Requirement |
Where in the data below does the word "filename" appear? Copy every line that has it.

*** Opening of Exercise data ***

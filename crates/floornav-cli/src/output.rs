//! Output formatting for command results.
//!
//! Renderers return strings so they can be unit tested; the command
//! handlers decide where the text goes.

use std::fmt::Write;

use anyhow::{Context, Result};
use clap::ValueEnum;
use serde::Serialize;

use floornav_lib::{
    Distribution, EdgeKind, FloorFeatures, GraphStats, PathFeatures, PathResult, RoomFeatures,
    RouteSummary,
};

use crate::terminal::ColorPalette;

/// How command results are written to stdout.
#[derive(Debug, Clone, Copy, PartialEq, Eq, Default, ValueEnum)]
pub enum OutputFormat {
    /// Human-readable text.
    #[default]
    Text,
    /// Pretty-printed JSON.
    Json,
}

/// Serialise any result as pretty JSON.
pub fn to_json<T: Serialize + ?Sized>(value: &T) -> Result<String> {
    serde_json::to_string_pretty(value).context("failed to serialise output as JSON")
}

/// Render a route with one tagged line per stop, optionally followed by
/// turn-by-turn directions.
pub fn render_route(summary: &RouteSummary, palette: &ColorPalette, directions: bool) -> String {
    let p = palette;
    let mut buffer = String::new();
    let _ = writeln!(
        buffer,
        "Route from {} to {} ({} hops; distance {}{:.2}{}; algorithm: {}):",
        summary.start.name.as_deref().unwrap_or(&summary.start.id),
        summary.goal.name.as_deref().unwrap_or(&summary.goal.id),
        summary.hops,
        p.green,
        summary.distance,
        p.reset,
        summary.algorithm
    );

    let last = summary.steps.len().saturating_sub(1);
    for (i, step) in summary.steps.iter().enumerate() {
        let (color, tag) = match (i, step.via) {
            (0, _) => (p.tag_start, "STRT"),
            (i, _) if i == last => (p.tag_goal, "GOAL"),
            (_, Some(EdgeKind::Corridor)) => (p.tag_hall, "HALL"),
            _ => (p.tag_door, "DOOR"),
        };
        let door = step
            .door
            .as_deref()
            .map(|door| format!(" via door {door}"))
            .unwrap_or_default();
        let _ = writeln!(
            buffer,
            " {color}{tag}{reset} {bold}{name}{reset} {gray}({id}){reset}{door}",
            reset = p.reset,
            bold = p.white_bold,
            name = step.display_name(),
            gray = p.gray,
            id = step.id,
        );
    }

    if directions {
        let _ = writeln!(buffer, "\nDirections:");
        for (i, line) in summary.directions().iter().enumerate() {
            let _ = writeln!(buffer, "{:>3}. {line}", i + 1);
        }
    }
    buffer
}

pub fn render_alternatives(start: &str, goal: &str, results: &[PathResult]) -> String {
    if results.is_empty() {
        return format!("No alternative routes found between {start} and {goal}.\n");
    }

    let mut buffer = String::new();
    let _ = writeln!(
        buffer,
        "{} route(s) from {start} to {goal}:",
        results.len()
    );
    for (i, result) in results.iter().enumerate() {
        let _ = writeln!(
            buffer,
            "{:>3}. {} ({} hops, distance {:.2})",
            i + 1,
            result.path.join(" -> "),
            result.steps.unwrap_or_else(|| result.path.len().saturating_sub(1)),
            result.distance
        );
    }
    buffer
}

pub fn render_stats(stats: &GraphStats) -> String {
    format!(
        "Nodes: {}\nEdges: {}\nConnected: {}\nDensity: {:.4}\nAverage clustering: {:.4}\n",
        stats.nodes,
        stats.edges,
        if stats.is_connected { "yes" } else { "no" },
        stats.density,
        stats.average_clustering
    )
}

pub fn render_room_features(room: &RoomFeatures) -> String {
    let mut buffer = String::new();
    let _ = writeln!(buffer, "Room {}", room.id);
    let _ = writeln!(buffer, "  Area: {:.2}", room.area);
    let _ = writeln!(buffer, "  Perimeter: {:.2}", room.perimeter);
    let _ = writeln!(buffer, "  Doors: {}", room.door_count);
    let _ = writeln!(buffer, "  Neighbours: {}", room.neighbours.join(", "));
    let _ = writeln!(buffer, "  Accessibility: {:.3}", room.accessibility);
    let _ = writeln!(buffer, "  Isolation: {:.3}", room.isolation);
    buffer
}

pub fn render_path_features(path: &PathFeatures) -> String {
    let mut buffer = String::new();
    let _ = writeln!(buffer, "Total distance: {:.2}", path.total_distance);
    let _ = writeln!(buffer, "Efficiency: {:.3}", path.efficiency);
    let _ = writeln!(buffer, "Complexity: {:.3}", path.complexity);
    let _ = writeln!(buffer, "Average accessibility: {:.3}", path.average_accessibility);
    for hop in &path.transitions {
        let door = hop
            .door_id
            .as_deref()
            .map(|id| format!(" through door {id}"))
            .unwrap_or_default();
        let _ = writeln!(
            buffer,
            " - {} -> {} ({:.2}){door}",
            hop.from, hop.to, hop.distance
        );
    }
    buffer
}

pub fn render_floor_features(floor: &FloorFeatures) -> String {
    let a = &floor.accessibility;
    let mut buffer = format!(
        "Rooms: {}\nDoors: {}\nTotal room area: {:.2}\nAverage room area: {:.2}\n\
         Room density: {:.6}\nConnectivity score: {:.4}\n\
         Accessibility: min {:.3}, max {:.3}, mean {:.3}, variance {:.4}\n",
        floor.room_count,
        floor.door_count,
        floor.total_area,
        floor.average_room_area,
        floor.room_density,
        floor.connectivity_score,
        a.min,
        a.max,
        a.mean,
        a.variance
    );
    render_distribution(&mut buffer, "Room spread", floor.room_distribution.as_ref());
    render_distribution(&mut buffer, "Door spread", floor.door_distribution.as_ref());
    buffer
}

fn render_distribution(buffer: &mut String, label: &str, spread: Option<&Distribution>) {
    let Some(d) = spread else {
        let _ = writeln!(buffer, "{label}: none");
        return;
    };
    let _ = writeln!(
        buffer,
        "{label}: x {:.1}..{:.1} (center {:.1}, variance {:.1}), \
         y {:.1}..{:.1} (center {:.1}, variance {:.1})",
        d.x_range[0],
        d.x_range[1],
        d.x_center,
        d.x_variance,
        d.y_range[0],
        d.y_range[1],
        d.y_center,
        d.y_variance
    );
}
//! Structured logging for the command-line front end.
//!
//! # Environment Variables
//!
//! - `LOG_FORMAT`: Output format, either `text` (default) or `json`
//! - `RUST_LOG`: Log level filter (default: `info`)
//!
//! Logs always go to stderr so that `--format json` output on stdout stays
//! machine readable.

use serde::{Deserialize, Serialize};
use tracing_subscriber::{fmt, prelude::*, EnvFilter};

/// Log output format.
#[derive(Debug, Clone, Copy, PartialEq, Eq, Serialize, Deserialize, Default)]
#[serde(rename_all = "lowercase")]
pub enum LogFormat {
    /// Human-readable text logging.
    #[default]
    Text,
    /// JSON structured logging, one object per line.
    Json,
}

impl LogFormat {
    /// Parse log format from string. Anything other than "json" selects text.
    pub fn parse(value: &str) -> Self {
        match value.to_lowercase().as_str() {
            "json" => LogFormat::Json,
            _ => LogFormat::Text,
        }
    }
}

/// Configuration for the logging system.
#[derive(Debug, Clone, Serialize, Deserialize)]
pub struct LoggingConfig {
    pub format: LogFormat,
    /// Log level filter (e.g., "info", "debug", "warn").
    pub level: String,
}

impl Default for LoggingConfig {
    fn default() -> Self {
        Self {
            format: LogFormat::Text,
            level: "info".to_string(),
        }
    }
}

impl LoggingConfig {
    /// Create configuration from `LOG_FORMAT` and `RUST_LOG`.
    pub fn from_env() -> Self {
        let format = std::env::var("LOG_FORMAT")
            .map(|v| LogFormat::parse(&v))
            .unwrap_or_default();
        let level = std::env::var("RUST_LOG").unwrap_or_else(|_| "info".to_string());

        Self { format, level }
    }
}

/// Install the global tracing subscriber.
///
/// Safe to call more than once; later calls are ignored.
pub fn init_logging(config: &LoggingConfig) {
    let filter = EnvFilter::try_new(&config.level).unwrap_or_else(|_| EnvFilter::new("info"));
    let registry = tracing_subscriber::registry().with(filter);

    // An already-installed subscriber (tests, embedding) is fine.
    let _ = match config.format {
        LogFormat::Text => registry
            .with(fmt::layer().with_writer(std::io::stderr).with_target(false))
            .try_init(),
        LogFormat::Json => registry
            .with(
                fmt::layer()
                    .json()
                    .with_current_span(false)
                    .with_span_list(false)
                    .with_writer(std::io::stderr),
            )
            .try_init(),
    };
}
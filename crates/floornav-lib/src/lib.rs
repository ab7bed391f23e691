//! Floor-plan navigation library.
//!
//! This crate turns a floor description (rooms, doors, dimensions) into a
//! weighted graph and answers route queries over it with BFS, Dijkstra or
//! A*. Graphs that carry negative weights are reweighted with Johnson's
//! algorithm before searching. Higher-level consumers (the CLI) should only
//! depend on the items exported here instead of reimplementing behavior.

pub mod context;
pub mod error;
pub mod features;
pub mod floor;
pub mod graph;
pub mod johnson;
pub mod output;
pub mod path;
pub mod routing;

pub use context::{FloorState, NavigationContext};
pub use error::{Endpoint, Error, Result};
pub use features::{
    AccessibilitySummary, Distribution, FeatureAnalyzer, FloorFeatures, PathFeatures, RoomFeatures,
    Transition,
};
pub use floor::{
    load_floor_plan, Bounds, Dimensions, Door, FloorPlan, Network, NetworkEdge, NetworkNode, NodeId,
    Point, Room,
};
pub use graph::{
    build_graph, DoorWeight, EdgeKind, Graph, GraphBuildOptions, GraphStats, Node, NodeKind,
};
pub use johnson::{reweight, Reweighted};
pub use output::{RouteRenderMode, RouteSummary};
pub use routing::{
    PathFinder, PathResult, Route, RouteAlgorithm, DEFAULT_MAX_RESULTS, DEFAULT_PATH_CUTOFF,
    MAX_PATH_CUTOFF,
};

*** Close of Exercise data ***

Written answer |
filename crates/floornav-cli/src/output.rs
filename crates/floornav-lib/src/lib.rs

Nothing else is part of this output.